The story of Jimmy Eat World is one of luck, daring, and an undying desire to stay the course. The Phoenix, Arizona, group who formed in 1993 have gone from skate punk to to emo/post-hardcore to anthemic power pop with original founding members Jim Adkins, Zach Lind, and Tom Linton, along with Rick Burch who joined in 1995. Before they became known as the rock band they are today, Jimmy Eat World began as a punk rock band with Linton singing as the lead vocalist. After a demo in 1993, their One, Two, Three, Four EP, and a self-titled album in 1994, they quickly garnered interest from major label Capitol Records as their sound evolved and took on post-hardcore/emo leanings inspired by their peers in bands like Sense Field and Christie Front Drive. In 1996, they made their major label debut with the more aggressive but melodic Static Prevails that saw both Linton and Adkins sharing vocal duties and marked the first time the band began working with producer Mark Trombino. Within the next couple of years, Jimmy Eat World’s identity as a band shifted as Adkins stepped into lead vocals and they wrote their third album Clarity. Released in 1999 Clarity not only defied expectations, but boldly delivered one of the most beautifully poignant emo albums of all time. At the time of its release however, the album was considered a commercial failure and caused the band to be dropped by Capitol Records. Fortunately, this wasn’t where it ended for their career as a band. Undaunted and in hindsight unstoppable, they would go on to fund their next album themselves and two years later, Bleed American swung Jimmy Eat World into mainstream success with hit single “The Middle.”

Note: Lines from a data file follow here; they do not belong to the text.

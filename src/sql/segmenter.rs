//! Splits SQL text into literal segments and placeholder references.

use std::collections::BTreeSet;
use std::fmt;
use std::fmt::Write as _;

use super::lexer::{LexOptions, Lexer, PlaceholderToken, Token};
use super::Dialect;
use crate::error::ParseError;

/// Options that change how text is segmented.
#[derive(Debug, Clone, Copy, PartialEq, Eq, Hash)]
pub struct SegmenterOptions {
    pub dollar_only: bool,
    pub no_colons: bool,
    pub escape_placeholders: bool,
    pub standard_conforming_strings: bool,
    /// Skip lexing entirely; the text is sent as-is.
    pub direct: bool,
}

impl Default for SegmenterOptions {
    fn default() -> Self {
        Self {
            dollar_only: false,
            no_colons: false,
            escape_placeholders: true,
            standard_conforming_strings: true,
            direct: false,
        }
    }
}

impl SegmenterOptions {
    fn lex_options(&self) -> LexOptions {
        LexOptions {
            question_marks: !self.dollar_only,
            colons: !self.dollar_only && !self.no_colons,
            escape_placeholders: self.escape_placeholders,
            standard_strings: self.standard_conforming_strings,
        }
    }
}

/// Identity of one distinct placeholder.
#[derive(Debug, Clone, PartialEq, Eq, Hash)]
pub enum PlaceholderId {
    /// `?` or `$N`, 1-based.
    Ordinal(usize),
    /// `:name`, stored without the colon.
    Named(String),
}

impl fmt::Display for PlaceholderId {
    fn fmt(&self, f: &mut fmt::Formatter<'_>) -> fmt::Result {
        match self {
            PlaceholderId::Ordinal(n) => write!(f, "${}", n),
            PlaceholderId::Named(name) => write!(f, ":{}", name),
        }
    }
}

/// Literal text followed by an optional placeholder (index into `Template::placeholders`).
#[derive(Debug, Clone, PartialEq, Eq)]
pub struct Segment {
    pub text: String,
    pub placeholder: Option<usize>,
}

/// Parsed, immutable form of one SQL statement.
#[derive(Debug, Clone, PartialEq, Eq)]
pub struct Template {
    sql: String,
    segments: Vec<Segment>,
    placeholders: Vec<PlaceholderId>,
    dialect: Option<Dialect>,
    is_dml: bool,
    direct: bool,
}

impl Template {
    #[inline]
    pub fn sql(&self) -> &str {
        &self.sql
    }

    #[inline]
    pub fn segments(&self) -> &[Segment] {
        &self.segments
    }

    #[inline]
    pub fn placeholders(&self) -> &[PlaceholderId] {
        &self.placeholders
    }

    #[inline]
    pub fn placeholder_count(&self) -> usize {
        self.placeholders.len()
    }

    #[inline]
    pub fn dialect(&self) -> Option<Dialect> {
        self.dialect
    }

    /// Statement class eligible for server-side preparation.
    #[inline]
    pub fn is_dml(&self) -> bool {
        self.is_dml
    }

    #[inline]
    pub fn is_direct(&self) -> bool {
        self.direct
    }

    /// The statement with every placeholder written as `$k`.
    pub fn numbered_sql(&self) -> String {
        if self.direct {
            return self.sql.clone();
        }
        let mut out = String::with_capacity(self.sql.len() + self.segments.len() * 2);
        for segment in &self.segments {
            out.push_str(&segment.text);
            if let Some(index) = segment.placeholder {
                let _ = write!(out, "${}", index + 1);
            }
        }
        out
    }

    /// The statement with each placeholder replaced by a pre-quoted literal.
    ///
    /// `literals` is indexed like `placeholders()`.
    pub fn substitute<S: AsRef<str>>(&self, literals: &[S]) -> String {
        if self.direct {
            return self.sql.clone();
        }
        let extra: usize = literals.iter().map(|l| l.as_ref().len()).sum();
        let mut out = String::with_capacity(self.sql.len() + extra);
        for segment in &self.segments {
            out.push_str(&segment.text);
            if let Some(literal) = segment.placeholder.and_then(|i| literals.get(i)) {
                let literal = literal.as_ref();
                if needs_separator(&out, literal) {
                    out.push(' ');
                }
                out.push_str(literal);
            }
        }
        out
    }
}

/// A signed literal right after an operator character would fuse with it:
/// `a-` + `-5` opens a `--` comment, `a@` + `-5` lexes as the operator `@-`.
fn needs_separator(before: &str, literal: &str) -> bool {
    literal.starts_with(['-', '+'])
        && before.ends_with([
            '+', '-', '*', '/', '<', '>', '=', '~', '!', '@', '#', '%', '^', '&', '|', '`', '?',
        ])
}

/// Segment `sql` into a `Template`.
pub fn segment(sql: &str, opts: &SegmenterOptions) -> Result<Template, ParseError> {
    let is_dml = is_dml(sql);

    if opts.direct || sql.is_empty() {
        return Ok(Template {
            sql: sql.to_string(),
            segments: vec![Segment {
                text: sql.to_string(),
                placeholder: None,
            }],
            placeholders: Vec::new(),
            dialect: None,
            is_dml,
            direct: opts.direct,
        });
    }

    let mut segments = Vec::new();
    let mut placeholders: Vec<PlaceholderId> = Vec::new();
    let mut dialect: Option<Dialect> = None;
    let mut numbers = BTreeSet::new();
    let mut current = String::new();

    for token in Lexer::new(sql, opts.lex_options()) {
        match token? {
            Token::Literal(text) => current.push_str(text),
            Token::Escaped(c) => current.push(c),
            Token::Placeholder(ph) => {
                let found = ph.dialect();
                match dialect {
                    Some(active) if active != found => {
                        return Err(ParseError::MixedDialects { active, found });
                    }
                    _ => dialect = Some(found),
                }

                let index = match ph {
                    PlaceholderToken::Question => {
                        placeholders.push(PlaceholderId::Ordinal(placeholders.len() + 1));
                        placeholders.len() - 1
                    }
                    PlaceholderToken::Numbered(n) => {
                        numbers.insert(n);
                        n - 1
                    }
                    PlaceholderToken::Named(name) => {
                        match placeholders
                            .iter()
                            .position(|p| matches!(p, PlaceholderId::Named(existing) if existing == name))
                        {
                            Some(i) => i,
                            None => {
                                placeholders.push(PlaceholderId::Named(name.to_string()));
                                placeholders.len() - 1
                            }
                        }
                    }
                };

                segments.push(Segment {
                    text: std::mem::take(&mut current),
                    placeholder: Some(index),
                });
            }
        }
    }
    segments.push(Segment {
        text: current,
        placeholder: None,
    });

    if let Some(&max) = numbers.last() {
        if let Some(missing) = (1..=max).find(|n| !numbers.contains(n)) {
            return Err(ParseError::NumberGap { missing, max });
        }
        placeholders = (1..=max).map(PlaceholderId::Ordinal).collect();
    }

    Ok(Template {
        sql: sql.to_string(),
        segments,
        placeholders,
        dialect,
        is_dml,
        direct: false,
    })
}

const DML_KEYWORDS: &[&str] = &[
    "SELECT", "INSERT", "UPDATE", "DELETE", "VALUES", "TABLE", "WITH", "MERGE",
];

/// First keyword, skipping whitespace, comments and opening parentheses.
fn leading_keyword(sql: &str) -> &str {
    let bytes = sql.as_bytes();
    let mut i = 0;
    while i < bytes.len() {
        match bytes[i] {
            b' ' | b'\t' | b'\n' | b'\r' | b'(' => i += 1,
            b'-' if bytes.get(i + 1) == Some(&b'-') => {
                while i < bytes.len() && bytes[i] != b'\n' {
                    i += 1;
                }
            }
            b'/' if bytes.get(i + 1) == Some(&b'*') => {
                let mut depth = 0usize;
                while i < bytes.len() {
                    match (bytes[i], bytes.get(i + 1)) {
                        (b'/', Some(b'*')) => {
                            depth += 1;
                            i += 2;
                        }
                        (b'*', Some(b'/')) => {
                            depth -= 1;
                            i += 2;
                            if depth == 0 {
                                break;
                            }
                        }
                        _ => i += 1,
                    }
                }
            }
            _ => break,
        }
    }
    let start = i.min(bytes.len());
    let len = bytes[start..]
        .iter()
        .take_while(|c| c.is_ascii_alphabetic())
        .count();
    &sql[start..start + len]
}

fn is_dml(sql: &str) -> bool {
    let keyword = leading_keyword(sql);
    DML_KEYWORDS.iter().any(|k| k.eq_ignore_ascii_case(keyword))
}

Known for cultivating melodic guitar driven alternative rock with emotionally invigorating lyrics, Jimmy Eat World have remained as impassioned as ever in creating hopeful yet introspective and energetic music in their 30th year as a band. “It comes down to working on what you’re excited about and letting that guide wherever your effort goes. Whatever you’re excited about is going to change over time because you as a person are gonna change over time, but I think the more often you let yourself change, the more you’re going to discover your own process along the way and learn about what your strengths are and how to solve puzzles that may arise in the future. That’s at least what I’ve been doing and it seems to be working because I’m still here,” Adkins expresses.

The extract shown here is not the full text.